> **RECORDS TO USE**
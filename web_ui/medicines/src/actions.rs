//! What the row controls do.

use async_trait::async_trait;
use medtrack_proto::constants::uri;
use medtrack_proto::MedicineId;
use medtrack_web_ui_shared::constants::{MSG_CONFIRM_DELETE, MSG_DELETE_FAILED};
use medtrack_web_ui_shared::error::{FetchError, NavigationError};
use medtrack_web_ui_shared::interaction::{PageNavigator, UserPrompt};
use medtrack_web_ui_shared::{do_request, status_is_success, RequestMethod};

/// The backend's medicine endpoints.
#[async_trait(?Send)]
pub trait MedicineBackend {
    /// Returns the http status the backend answered with.
    async fn delete_medicine(&self, id: MedicineId) -> Result<u16, FetchError>;
}

/// Talks to the backend that served the page.
#[derive(Debug, Clone, Copy, Default)]
pub struct HttpMedicineBackend;

#[async_trait(?Send)]
impl MedicineBackend for HttpMedicineBackend {
    async fn delete_medicine(&self, id: MedicineId) -> Result<u16, FetchError> {
        let (status, _) = do_request(&uri::delete_medicine(id), RequestMethod::DELETE).await?;
        Ok(status)
    }
}

#[derive(Debug, Clone, PartialEq, Eq)]
pub enum DeleteOutcome {
    /// The user said no, nothing was sent.
    Cancelled,
    /// Deleted, and the page is reloading.
    Deleted,
    /// Deleted, but the reload didn't happen.
    ReloadFailed { emsg: String },
    /// The backend answered with a non-success status.
    Rejected { status: u16 },
    /// The request never got an answer.
    Unreachable { emsg: String },
}

/// Confirm with the user, ask the backend to delete the medicine, then reload so the
/// table is rebuilt from fresh data. Both kinds of failure get the same alert.
pub async fn delete_medicine<P, B, N>(
    id: MedicineId,
    prompt: &P,
    backend: &B,
    navigator: &N,
) -> DeleteOutcome
where
    P: UserPrompt + ?Sized,
    B: MedicineBackend + ?Sized,
    N: PageNavigator + ?Sized,
{
    if !prompt.confirm(MSG_CONFIRM_DELETE) {
        return DeleteOutcome::Cancelled;
    }

    match backend.delete_medicine(id).await {
        Ok(status) if status_is_success(status) => match navigator.reload() {
            Ok(()) => DeleteOutcome::Deleted,
            Err(e) => DeleteOutcome::ReloadFailed {
                emsg: e.to_string(),
            },
        },
        Ok(status) => {
            prompt.alert(MSG_DELETE_FAILED);
            DeleteOutcome::Rejected { status }
        }
        Err(e) => {
            prompt.alert(MSG_DELETE_FAILED);
            DeleteOutcome::Unreachable {
                emsg: e.as_string(),
            }
        }
    }
}

/// Send the browser to the medicine's edit page.
pub fn edit_medicine<N>(id: MedicineId, navigator: &N) -> Result<(), NavigationError>
where
    N: PageNavigator + ?Sized,
{
    navigator.navigate(&uri::edit_medicine(id))
}
use std::error::Error;
use std::fmt;

use wasm_bindgen::JsValue;

fn describe(value: &JsValue) -> String {
    value.as_string().unwrap_or_else(|| format!("{:?}", value))
}

/// A failed call out to `fetch`, or a response we couldn't make sense of.
#[derive(Debug, Clone, PartialEq, Eq)]
pub struct FetchError {
    emsg: String,
}

impl FetchError {
    pub fn new(emsg: impl Into<String>) -> Self {
        FetchError { emsg: emsg.into() }
    }

    pub fn as_string(&self) -> String {
        self.emsg.clone()
    }
}

impl fmt::Display for FetchError {
    fn fmt(&self, f: &mut fmt::Formatter) -> fmt::Result {
        write!(f, "fetch failed -> {}", self.emsg)
    }
}

impl Error for FetchError {}

impl From<JsValue> for FetchError {
    fn from(value: JsValue) -> Self {
        Self {
            emsg: describe(&value),
        }
    }
}

/// The browser refused to move to, or reload, a page.
#[derive(Debug, Clone, PartialEq, Eq)]
pub struct NavigationError {
    emsg: String,
}

impl NavigationError {
    pub fn new(emsg: impl Into<String>) -> Self {
        NavigationError { emsg: emsg.into() }
    }
}

impl fmt::Display for NavigationError {
    fn fmt(&self, f: &mut fmt::Formatter) -> fmt::Result {
        write!(f, "navigation failed -> {}", self.emsg)
    }
}

impl Error for NavigationError {}

impl From<JsValue> for NavigationError {
    fn from(value: JsValue) -> Self {
        Self {
            emsg: describe(&value),
        }
    }
}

> **WHAT THIS TASK INVOLVES**
Word for word, restate each line of the material.

> **YOUR RESPONSE**
filename web_ui/medicines/src/actions.rs
//! What the row controls do.

use async_trait::async_trait;
use medtrack_proto::constants::uri;
use medtrack_proto::MedicineId;
use medtrack_web_ui_shared::constants::{MSG_CONFIRM_DELETE, MSG_DELETE_FAILED};
use medtrack_web_ui_shared::error::{FetchError, NavigationError};
use medtrack_web_ui_shared::interaction::{PageNavigator, UserPrompt};
use medtrack_web_ui_shared::{do_request, status_is_success, RequestMethod};

/// The backend's medicine endpoints.
#[async_trait(?Send)]
pub trait MedicineBackend {
    /// Returns the http status the backend answered with.
    async fn delete_medicine(&self, id: MedicineId) -> Result<u16, FetchError>;
}

/// Talks to the backend that served the page.
#[derive(Debug, Clone, Copy, Default)]
pub struct HttpMedicineBackend;

#[async_trait(?Send)]
impl MedicineBackend for HttpMedicineBackend {
    async fn delete_medicine(&self, id: MedicineId) -> Result<u16, FetchError> {
        let (status, _) = do_request(&uri::delete_medicine(id), RequestMethod::DELETE).await?;
        Ok(status)
    }
}

#[derive(Debug, Clone, PartialEq, Eq)]
pub enum DeleteOutcome {
    /// The user said no, nothing was sent.
    Cancelled,
    /// Deleted, and the page is reloading.
    Deleted,
    /// Deleted, but the reload didn't happen.
    ReloadFailed { emsg: String },
    /// The backend answered with a non-success status.
    Rejected { status: u16 },
    /// The request never got an answer.
    Unreachable { emsg: String },
}

/// Confirm with the user, ask the backend to delete the medicine, then reload so the
/// table is rebuilt from fresh data. Both kinds of failure get the same alert.
pub async fn delete_medicine<P, B, N>(
    id: MedicineId,
    prompt: &P,
    backend: &B,
    navigator: &N,
) -> DeleteOutcome
where
    P: UserPrompt + ?Sized,
    B: MedicineBackend + ?Sized,
    N: PageNavigator + ?Sized,
{
    if !prompt.confirm(MSG_CONFIRM_DELETE) {
        return DeleteOutcome::Cancelled;
    }

    match backend.delete_medicine(id).await {
        Ok(status) if status_is_success(status) => match navigator.reload() {
            Ok(()) => DeleteOutcome::Deleted,
            Err(e) => DeleteOutcome::ReloadFailed {
                emsg: e.to_string(),
            },
        },
        Ok(status) => {
            prompt.alert(MSG_DELETE_FAILED);
            DeleteOutcome::Rejected { status }
        }
        Err(e) => {
            prompt.alert(MSG_DELETE_FAILED);
            DeleteOutcome::Unreachable {
                emsg: e.as_string(),
            }
        }
    }
}

/// Send the browser to the medicine's edit page.
pub fn edit_medicine<N>(id: MedicineId, navigator: &N) -> Result<(), NavigationError>
where
    N: PageNavigator + ?Sized,
{
    navigator.navigate(&uri::edit_medicine(id))
}
use std::error::Error;
use std::fmt;

use wasm_bindgen::JsValue;

fn describe(value: &JsValue) -> String {
    value.as_string().unwrap_or_else(|| format!("{:?}", value))
}

/// A failed call out to `fetch`, or a response we couldn't make sense of.
#[derive(Debug, Clone, PartialEq, Eq)]
pub struct FetchError {
    emsg: String,
}

impl FetchError {
    pub fn new(emsg: impl Into<String>) -> Self {
        FetchError { emsg: emsg.into() }
    }

    pub fn as_string(&self) -> String {
        self.emsg.clone()
    }
}

impl fmt::Display for FetchError {
    fn fmt(&self, f: &mut fmt::Formatter) -> fmt::Result {
        write!(f, "fetch failed -> {}", self.emsg)
    }
}

impl Error for FetchError {}

impl From<JsValue> for FetchError {
    fn from(value: JsValue) -> Self {
        Self {
            emsg: describe(&value),
        }
    }
}

/// The browser refused to move to, or reload, a page.
#[derive(Debug, Clone, PartialEq, Eq)]
pub struct NavigationError {
    emsg: String,
}

impl NavigationError {
    pub fn new(emsg: impl Into<String>) -> Self {
        NavigationError { emsg: emsg.into() }
    }
}

impl fmt::Display for NavigationError {
    fn fmt(&self, f: &mut fmt::Formatter) -> fmt::Result {
        write!(f, "navigation failed -> {}", self.emsg)
    }
}

impl Error for NavigationError {}

impl From<JsValue> for NavigationError {
    fn from(value: JsValue) -> Self {
        Self {
            emsg: describe(&value),
        }
    }
}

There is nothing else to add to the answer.